KABARBURSA.COM - Badan Pusat Statistik (BPS) melaporkan tingkat inflasi pada September 2024 sebesar 1,84 persen secara tahunan (year on year/yoy), lebih rendah dibandingkan inflasi pada September 2023 yang mencapai 2,28 persen.
Pelaksana tugas (Plt) Kepala BPS Amalia Adininggar Widyasanti menjelaskan bahwa salah satu faktor penyebab inflasi bulan ini adalah kenaikan harga kopi dunia, bertepatan dengan Hari Kopi Internasional yang jatuh pada 1 Oktober.
“Mengutip data dari International Coffee Organization, harga kopi global terus naik hingga September 2024,” ujar Amalia dalam konferensi pers di Jakarta, Selasa, 1 September 2024.
Kopi bubuk menyumbang inflasi bulanan (month to month/mtm) sebesar 0,02 persen dan inflasi tahunan sebesar 0,09 persen.
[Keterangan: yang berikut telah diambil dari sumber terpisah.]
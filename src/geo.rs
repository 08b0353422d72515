use async_trait::async_trait;
use serde::Deserialize;
use tracing::debug;

use crate::error::{ClientError, Result};
use crate::models::CapturedPhoto;

#[derive(Debug, Clone, Copy, PartialEq)]
pub struct Coordinates {
    pub latitude: f64,
    pub longitude: f64,
}

/// Positioning capability. Asynchronous and single-shot; the caller is
/// responsible for user-facing messaging on failure.
#[async_trait]
pub trait LocationProvider: Send + Sync {
    async fn current_coordinates(&self) -> Result<Coordinates>;
}

/// Camera capability: one still frame per call, failing when no active
/// stream exists.
#[async_trait]
pub trait CameraCapture: Send + Sync {
    async fn capture_still_image(&self) -> Result<CapturedPhoto>;
}

/// Coordinates handed in up front, e.g. from CLI flags. Always succeeds.
pub struct FixedLocation(pub Coordinates);

#[async_trait]
impl LocationProvider for FixedLocation {
    async fn current_coordinates(&self) -> Result<Coordinates> {
        Ok(self.0)
    }
}

/// File-input capture: reads an image from disk instead of a live stream.
pub struct FileCamera {
    pub path: std::path::PathBuf,
}

#[async_trait]
impl CameraCapture for FileCamera {
    async fn capture_still_image(&self) -> Result<CapturedPhoto> {
        let bytes = tokio::fs::read(&self.path).await.map_err(|e| {
            ClientError::Location {
                message: format!("cannot read photo {}: {e}", self.path.display()),
            }
        })?;

        let file_name = self
            .path
            .file_name()
            .map(|n| n.to_string_lossy().into_owned())
            .unwrap_or_else(|| "capture.jpg".to_string());
        let mime = match self.path.extension().and_then(|e| e.to_str()) {
            Some("png") => "image/png",
            _ => "image/jpeg",
        };

        Ok(CapturedPhoto {
            bytes,
            file_name,
            mime: mime.to_string(),
        })
    }
}

#[derive(Debug, Deserialize)]
struct GeocodeEntry {
    name: String,
    #[serde(default)]
    state: Option<String>,
    #[serde(default)]
    country: Option<String>,
}

/// Reverse-geocoding provider, queried outside the attendance API gateway
/// with its own credentials.
#[derive(Clone)]
pub struct Geocoder {
    http: reqwest::Client,
    url: String,
    app_id: String,
}

impl Geocoder {
    pub fn new(url: impl Into<String>, app_id: impl Into<String>) -> Self {
        Self {
            http: reqwest::Client::new(),
            url: url.into(),
            app_id: app_id.into(),
        }
    }

    /// `GET <provider>?lat&lon&limit=1&appid=<key>`; the first result's
    /// name/state/country joined into one display string.
    pub async fn reverse(&self, coords: Coordinates) -> Result<String> {
        let response = self
            .http
            .get(&self.url)
            .query(&[
                ("lat", coords.latitude.to_string()),
                ("lon", coords.longitude.to_string()),
                ("limit", "1".to_string()),
                ("appid", self.app_id.clone()),
            ])
            .send()
            .await
            .map_err(|e| ClientError::Geocode {
                message: e.to_string(),
            })?;

        let status = response.status();
        if !status.is_success() {
            return Err(ClientError::Geocode {
                message: format!("provider returned {status}"),
            });
        }

        let entries: Vec<GeocodeEntry> =
            response.json().await.map_err(|e| ClientError::Geocode {
                message: e.to_string(),
            })?;

        let Some(first) = entries.into_iter().next() else {
            return Err(ClientError::LocationNotFound);
        };

        let mut parts = vec![first.name];
        parts.extend(first.state.into_iter().filter(|s| !s.is_empty()));
        parts.extend(first.country.into_iter().filter(|c| !c.is_empty()));
        let location = parts.join(", ");

        debug!(%location, "reverse geocoded");
        Ok(location)
    }
}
Kenaikan harga kopi bubuk ini dipengaruhi oleh sejumlah faktor, termasuk peningkatan harga kopi global, baik dari sisi produksi maupun permintaan.
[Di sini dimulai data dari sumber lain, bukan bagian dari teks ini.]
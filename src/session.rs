use moka::sync::Cache;
use std::time::Duration;

use crate::models::{Session, UserProfile};

const TOKEN_KEY: &str = "token";
const USER_KEY: &str = "user";

/// Client-persisted session state: the bearer token and the serialized user
/// profile, each stored as its own entry with a fixed time-to-live. Expiry is
/// enforced by the cache itself and is never re-validated against the server;
/// there is no refresh-on-access.
pub struct SessionStore {
    entries: Cache<&'static str, String>,
}

impl SessionStore {
    pub fn new(ttl: Duration) -> Self {
        let entries = Cache::builder()
            .max_capacity(2)
            .time_to_live(ttl)
            .build();
        Self { entries }
    }

    /// Persist token and user. Single writer in normal use (login only).
    pub fn set_session(&self, token: &str, user: &UserProfile) {
        let user_json = serde_json::to_string(user).expect("serialize user profile");
        self.entries.insert(TOKEN_KEY, token.to_string());
        self.entries.insert(USER_KEY, user_json);
    }

    /// Current session, or `None` when absent, expired or unreadable.
    pub fn get_session(&self) -> Option<Session> {
        let token = self.entries.get(TOKEN_KEY)?;
        let user_json = self.entries.get(USER_KEY)?;
        let user = serde_json::from_str(&user_json).ok()?;
        Some(Session { token, user })
    }

    /// The bearer token alone; what the route guards check.
    pub fn token(&self) -> Option<String> {
        self.entries.get(TOKEN_KEY).filter(|t| !t.is_empty())
    }

    pub fn clear_session(&self) {
        self.entries.invalidate(TOKEN_KEY);
        self.entries.invalidate(USER_KEY);
    }
}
Selain kopi bubuk, komoditas lain yang berkontribusi terhadap inflasi pada September 2024 adalah ikan segar, biaya kuliah di akademi atau perguruan tinggi, tarif angkutan udara, dan sigaret kretek mesin (SKM), dengan kontribusi masing-masing 0,01 persen.
“Kopi bubuk dan biaya kuliah merupakan komoditas utama yang memberikan kontribusi signifikan terhadap inflasi,” kata Amalia menambahkan.
Papua Catat Inflasi Tertinggi, ini Penyebabnya
Badan Pusat Statistik (BPS) mengidentifikasi penyebab Papua mencatat inflasi tahunan tertinggi pada September 2024. Plt Kepala BPS Amalia Adininggar Widyasanti menjelaskan sejumlah provinsi di Papua mengalami inflasi tahunan yang lebih tinggi dibandingkan provinsi lain, dengan komoditas tertentu memberikan kontribusi besar terhadap kenaikan harga.
Amalia menyebut komoditas penyumbang inflasi tahunan di Papua bervariasi, tergantung pada karakteristik wilayahnya. Papua Pegunungan mencatat inflasi tertinggi, mencapai 4,14 persen.
“Kontribusi utama terhadap inflasi di Papua Pegunungan berasal dari sigaret kretek tangan sebesar 1,21 persen, ketela rambat 0,96 persen, dan cabai rawit 0,57 persen,” jelas Amalia dalam rilis BPS yang ditayangkan kanal YouTube BPS Statistics, Selasa, 1 Oktober 2024.
Sementara itu, Papua Tengah menempati posisi kedua dengan inflasi sebesar 3,83 persen. Di wilayah ini, komoditas seperti cabai rawit, beras, dan emas perhiasan menjadi penyebab utama tingginya inflasi.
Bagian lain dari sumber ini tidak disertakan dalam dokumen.